Brexit Wins


British voters have voted to leave the EU. What a waste. I’m skeptical that this will cause economic Armageddon, but I doubt that it will do Britain any good either. Now they’ll spend the next three or four years up to their gills in rancorous negotiations on the terms for exit, and all to accomplish next to nothing.

In the short term, however, everyone is going to freak out. Financial markets are already throwing a fit, with the pound absolutely cratering. It had strengthened earlier in the week as it looked like Brexit would lose, but earlier tonight, as the first results started trickling in, it dropped like a stone. It lost more than 10 percent of its value in just a few hours, and is now trading at it lowest level against the dollar in 30 years.

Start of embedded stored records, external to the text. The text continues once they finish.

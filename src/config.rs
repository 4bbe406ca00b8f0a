//! Project layout and ARD parameter configuration.
//!
//! `ProjectConfig` describes where a batch keeps its downloads, inventories
//! and products, together with the concurrency and retry budget of every
//! stage. `ArdParameters` is the one parameter record every stage reads;
//! it is built from a named preset with [`preset_to_parameters`] or parsed
//! from one of the two historical key/value schemas via [`LegacySchema`].

use crate::core::retry::RetryPolicy;
use crate::types::{ArdError, ArdResult, Polarization};
use serde::{Deserialize, Serialize};
use serde_json::Value;
use std::collections::BTreeMap;
use std::fmt;
use std::path::{Path, PathBuf};

/// DEM used outside the SRTM coverage
pub const HIGH_LATITUDE_DEM: &str = "ASTER 1sec GDEM";
pub const DEFAULT_DEM: &str = "SRTM 1Sec HGT";
/// SRTM coverage ends at this latitude
pub const SRTM_LATITUDE_LIMIT: f64 = 59.0;

/// Pass cap of the batch driver
pub const DEFAULT_MAX_PASSES: u32 = 5;
/// Full re-downloads before a corrupt archive is given up
pub const DEFAULT_DOWNLOAD_ATTEMPTS: u32 = 10;

/// Directory layout and scheduling budget of a project
#[derive(Debug, Clone, PartialEq, Serialize, Deserialize)]
pub struct ProjectConfig {
    pub project_dir: PathBuf,
    pub download_dir: PathBuf,
    pub inventory_dir: PathBuf,
    pub processing_dir: PathBuf,
    pub temp_dir: PathBuf,
    /// Read-only local archive consulted before downloading
    #[serde(default)]
    pub data_mount: Option<PathBuf>,
    #[serde(default = "default_download_concurrency")]
    pub download_concurrency: usize,
    #[serde(default = "default_transform_concurrency")]
    pub transform_concurrency: usize,
    #[serde(default = "RetryPolicy::unit_default")]
    pub unit_retry: RetryPolicy,
    #[serde(default = "default_download_attempts")]
    pub download_attempts: u32,
    #[serde(default = "default_max_passes")]
    pub max_passes: u32,
    /// Latitude of the AOI centre, used for DEM selection
    #[serde(default)]
    pub aoi_center_lat: Option<f64>,
}
impl OrbitDirection {
    pub fn parse(value: &str) -> Option<Self> {
        match value.trim().to_uppercase().as_str() {
            "ASCENDING" | "A" => Some(OrbitDirection::Ascending),
            "DESCENDING" | "D" => Some(OrbitDirection::Descending),
            _ => None,
        }
    }

    /// Leading character of a burst id
    pub fn initial(&self) -> char {
        match self {
            OrbitDirection::Ascending => 'A',
            OrbitDirection::Descending => 'D',
        }
    }

    pub fn as_str(&self) -> &'static str {
        match self {
            OrbitDirection::Ascending => "ASCENDING",
            OrbitDirection::Descending => "DESCENDING",
        }
    }
}

/// IW sub-swath
#[derive(Debug, Clone, Copy, PartialEq, Eq, Hash, PartialOrd, Ord, Serialize, Deserialize)]
pub enum Subswath {
    IW1,
    IW2,
    IW3,
}

impl Subswath {
    pub fn parse(value: &str) -> Option<Self> {
        match value.trim().to_uppercase().as_str() {
            "IW1" | "1" => Some(Subswath::IW1),
            "IW2" | "2" => Some(Subswath::IW2),
            "IW3" | "3" => Some(Subswath::IW3),
            _ => None,
        }
    }
}

impl fmt::Display for Subswath {
    fn fmt(&self, f: &mut fmt::Formatter<'_>) -> fmt::Result {
        match self {
            Subswath::IW1 => write!(f, "IW1"),
            Subswath::IW2 => write!(f, "IW2"),
            Subswath::IW3 => write!(f, "IW3"),
        }
    }
}

/// A Sentinel-1 scene parsed from its product identifier
#[derive(Debug, Clone, PartialEq, Serialize, Deserialize)]
pub struct Scene {
    pub identifier: String,
    pub mission: Mission,
    pub mode: AcquisitionMode,
    pub product_type: ProductType,
    /// Resolution class of GRD products (H, M, F)
    pub resolution: Option<char>,
    pub polarizations: Vec<Polarization>,
    pub start_time: NaiveDateTime,
    pub stop_time: NaiveDateTime,
    pub absolute_orbit: u32,
    pub datatake_id: String,
    pub unique_id: String,

    // Inventory attributes
    pub orbit_direction: Option<OrbitDirection>,
    pub uuid: Option<String>,
    pub size: Option<String>,
    pub footprint: Option<String>,
    pub local_path: Option<PathBuf>,
}

fn scene_id_pattern() -> &'static Regex {
    static PATTERN: OnceLock<Regex> = OnceLock::new();
    PATTERN.get_or_init(|| {
        Regex::new(
            r"^(S1[AB])_(IW|EW|SM|WV)_(GRD|SLC)([HMF_])_\d[SA](SH|SV|DH|DV)_(\d{8}T\d{6})_(\d{8}T\d{6})_(\d{6})_([0-9A-F]{6})_([0-9A-F]{4})$",
        )
        .expect("scene id pattern is valid")
    })
}

impl Scene {
    /// Parse a scene identifier like
    /// `S1A_IW_GRDH_1SDV_20200103T170815_20200103T170842_030639_0382D5_DADE`
    pub fn parse(identifier: &str) -> ArdResult<Self> {
        let id = identifier
            .trim()
            .trim_end_matches(".zip")
            .trim_end_matches(".SAFE");

        let caps = scene_id_pattern()
            .captures(id)
            .ok_or_else(|| ArdError::InvalidSceneId(identifier.to_string()))?;

        let mission = match &caps[1] {
            "S1A" => Mission::S1A,
            _ => Mission::S1B,
        };
        let mode = match &caps[2] {
            "IW" => AcquisitionMode::IW,
            "EW" => AcquisitionMode::EW,
            "SM" => AcquisitionMode::SM,
            _ => AcquisitionMode::WV,
        };
        let product_type = match &caps[3] {
            "GRD" => ProductType::Grd,
            _ => ProductType::Slc,
        };
        let resolution = caps[4].chars().next().filter(|c| *c != '_');
        let polarizations = match &caps[5] {
            "SV" => vec![Polarization::VV],
            "SH" => vec![Polarization::HH],
            "DV" => vec![Polarization::VV, Polarization::VH],
            _ => vec![Polarization::HH, Polarization::HV],
        };

        let parse_time = |value: &str| {
            NaiveDateTime::parse_from_str(value, "%Y%m%dT%H%M%S")
                .map_err(|_| ArdError::InvalidSceneId(identifier.to_string()))
        };

        let absolute_orbit = caps[8]
            .parse::<u32>()
            .map_err(|_| ArdError::InvalidSceneId(identifier.to_string()))?;

        Ok(Scene {
            identifier: id.to_string(),
            mission,
            mode,
            product_type,
            resolution,
            polarizations,
            start_time: parse_time(&caps[6])?,
            stop_time: parse_time(&caps[7])?,
            absolute_orbit,
            datatake_id: caps[9].to_string(),
            unique_id: caps[10].to_string(),
            orbit_direction: None,
            uuid: None,
            size: None,
            footprint: None,
            local_path: None,
        })
    }

    /// Relative orbit (track) derived from the absolute orbit
    pub fn relative_orbit(&self) -> u32 {
        let relative = (self.absolute_orbit as i64 - self.mission.orbit_offset()).rem_euclid(175) + 1;
        relative as u32
    }

    pub fn acquisition_date(&self) -> NaiveDate {
        self.start_time.date()
    }

    /// Acquisition date as `YYYYMMDD`
    pub fn date_label(&self) -> String {
        self.start_time.format("%Y%m%d").to_string()
    }

    /// Archive location below a download directory:
    /// `<dir>/SAR/<type>/<YYYY>/<MM>/<DD>/<id>.zip`
    pub fn download_path<P: AsRef<Path>>(&self, download_dir: P) -> PathBuf {
        download_dir
            .as_ref()
            .join("SAR")
            .join(self.product_type.as_str())
            .join(self.start_time.format("%Y").to_string())
            .join(self.start_time.format("%m").to_string())
            .join(self.start_time.format("%d").to_string())
            .join(format!("{}.zip", self.identifier))
    }

    /// ASF datapool product directory (GRD_HD, GRD_MD, SLC)
    pub fn datapool_product(&self) -> String {
        match (self.product_type, self.resolution) {
            (ProductType::Slc, _) => "SLC".to_string(),
            (ProductType::Grd, Some(res)) => format!("GRD_{}D", res),
            (ProductType::Grd, None) => "GRD_HD".to_string(),
        }
    }

    pub fn asf_url(&self) -> String {
        format!(
            "https://datapool.asf.alaska.edu/{}/{}/{}.zip",
            self.datapool_product(),
            self.mission.datapool_code(),
            self.identifier
        )
    }
}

I don’t have any personal axe to grind on Brexit. Except for one: I am sick and tired of watching folks like Boris Johnson, Marine Le Pen, Donald Trump, and others appeal to the worst racial instincts of our species, only to be shushed by folks telling me that it’s not really racism driving their popularity. It’s economic angst. It’s regular folks tired of being spurned by out-of-touch elites. It’s a natural anxiety over rapid cultural change.

Maybe it’s all those things. But at its core, it’s the last stand of old people who have been frightened to death by cynical right-wing media empires and the demagogues who enable them—all of whom have based their appeals on racism as overt as anything we’ve seen in decades. It’s loathsome beyond belief, and not something I thought I’d ever see in my lifetime. But that’s where we are.